===== Material provided =====

impl ReferenceTableEntry {
    const LOCKED: u32 = 1 << 2;
    const INSTALLED: u32 = 1 << 3;
    const FLAG_MASK: u32 = 0xF;

    #[must_use]
    pub const fn new(address: u32, installed: bool) -> Self {
        Self((address & !Self::FLAG_MASK) | if installed { Self::INSTALLED } else { 0 })
    }

    #[must_use]
    pub const fn from_bits(bits: u32) -> Self {
        Self(bits)
    }

    #[must_use]
    pub const fn into_bits(self) -> u32 {
        self.0
    }

    /// Address of the allocation table; `0` while not materialized.
    #[must_use]
    pub const fn address(self) -> u32 {
        self.0 & !Self::FLAG_MASK
    }

    #[must_use]
    pub const fn is_locked(self) -> bool {
        self.0 & Self::LOCKED != 0
    }

    #[must_use]
    pub const fn is_installed(self) -> bool {
        self.0 & Self::INSTALLED != 0
    }
}

#[derive(Debug, Copy, Clone, Default, Eq, PartialEq)]
pub struct AllocationTableEntry(u16);

impl AllocationTableEntry {
    const RESERVED: u16 = 1;
    /// Increment of the use count in the packed value.
    const ONE_USE: u16 = 1 << 1;
    pub const MAX_USE_COUNT: u16 = u16::MAX >> 1;

    #[must_use]
    pub const fn new(use_count: u16, reserved: bool) -> Self {
        debug_assert!(use_count <= Self::MAX_USE_COUNT);
        Self((use_count << 1) | if reserved { Self::RESERVED } else { 0 })
    }

    #[must_use]
    pub const fn from_bits(bits: u16) -> Self {
        Self(bits)
    }

    #[must_use]
    pub const fn use_count(self) -> u16 {
        self.0 >> 1
    }

    #[must_use]
    pub const fn is_reserved(self) -> bool {
        self.0 & Self::RESERVED != 0
    }

    /// Neither reserved nor in use.
    #[must_use]
    pub const fn is_free(self) -> bool {
        self.0 == 0
    }
}

/// Position of a block in the metadata. Relative to the start of the range.
#[derive(Debug, Copy, Clone, Eq, PartialEq)]
pub struct TableIndex {
    pub reference_table_array_index: u32,
    pub reference_table_index: u32,
    pub allocation_table_index: u32,
}

/// Holds the lock bit of one reference-table entry.
struct ShardGuard<'a> {
    entry: &'a AtomicU32,
}

impl<'a> ShardGuard<'a> {
    fn try_acquire(entry: &'a AtomicU32) -> Option<Self> {
        let old = entry.fetch_or(ReferenceTableEntry::LOCKED, Ordering::Acquire);
        (old & ReferenceTableEntry::LOCKED == 0).then_some(Self { entry })
    }

    fn acquire(entry: &'a AtomicU32) -> Self {
        loop {
            if let Some(guard) = Self::try_acquire(entry) {
                return guard;
            }
            while ReferenceTableEntry(entry.load(Ordering::Relaxed)).is_locked() {
                spin_loop();
            }
        }
    }
}

impl Drop for ShardGuard<'_> {
    fn drop(&mut self) {
        self.entry
            .fetch_and(!ReferenceTableEntry::LOCKED, Ordering::Release);
    }
}

pub struct TableMemoryManager<'m, M: Mmu, A: BlockAddress> {
    mmu: &'m M,
    metadata: &'m dyn BlockMemoryManager<Address = VirtualAddress>,
    start: u32,
    /// Inclusive.
    end: u32,
    block_size: u32,
    block_count: u32,
    allocation_table_count: u32,
    allocation_table_entries_per_block: u32,
    reference_table_entries_per_block: u32,
    managed_memory_per_allocation_table: u64,
    reference_table_array: Box<[VirtualAddress]>,
    /// Metadata block for a busy metadata source; `0` if none.
    spare: AtomicU32,
    _address: PhantomData<fn() -> A>,
}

=====

Activity. Repeat only the lines above, from the first line of the entries through the line that contains "pub const fn new(use_count: u16, reserved: bool)", including both ends.

Written response.
impl ReferenceTableEntry {
    const LOCKED: u32 = 1 << 2;
    const INSTALLED: u32 = 1 << 3;
    const FLAG_MASK: u32 = 0xF;

    #[must_use]
    pub const fn new(address: u32, installed: bool) -> Self {
        Self((address & !Self::FLAG_MASK) | if installed { Self::INSTALLED } else { 0 })
    }

    #[must_use]
    pub const fn from_bits(bits: u32) -> Self {
        Self(bits)
    }

    #[must_use]
    pub const fn into_bits(self) -> u32 {
        self.0
    }

    /// Address of the allocation table; `0` while not materialized.
    #[must_use]
    pub const fn address(self) -> u32 {
        self.0 & !Self::FLAG_MASK
    }

    #[must_use]
    pub const fn is_locked(self) -> bool {
        self.0 & Self::LOCKED != 0
    }

    #[must_use]
    pub const fn is_installed(self) -> bool {
        self.0 & Self::INSTALLED != 0
    }
}

#[derive(Debug, Copy, Clone, Default, Eq, PartialEq)]
pub struct AllocationTableEntry(u16);

impl AllocationTableEntry {
    const RESERVED: u16 = 1;
    /// Increment of the use count in the packed value.
    const ONE_USE: u16 = 1 << 1;
    pub const MAX_USE_COUNT: u16 = u16::MAX >> 1;

    #[must_use]
    pub const fn new(use_count: u16, reserved: bool) -> Self {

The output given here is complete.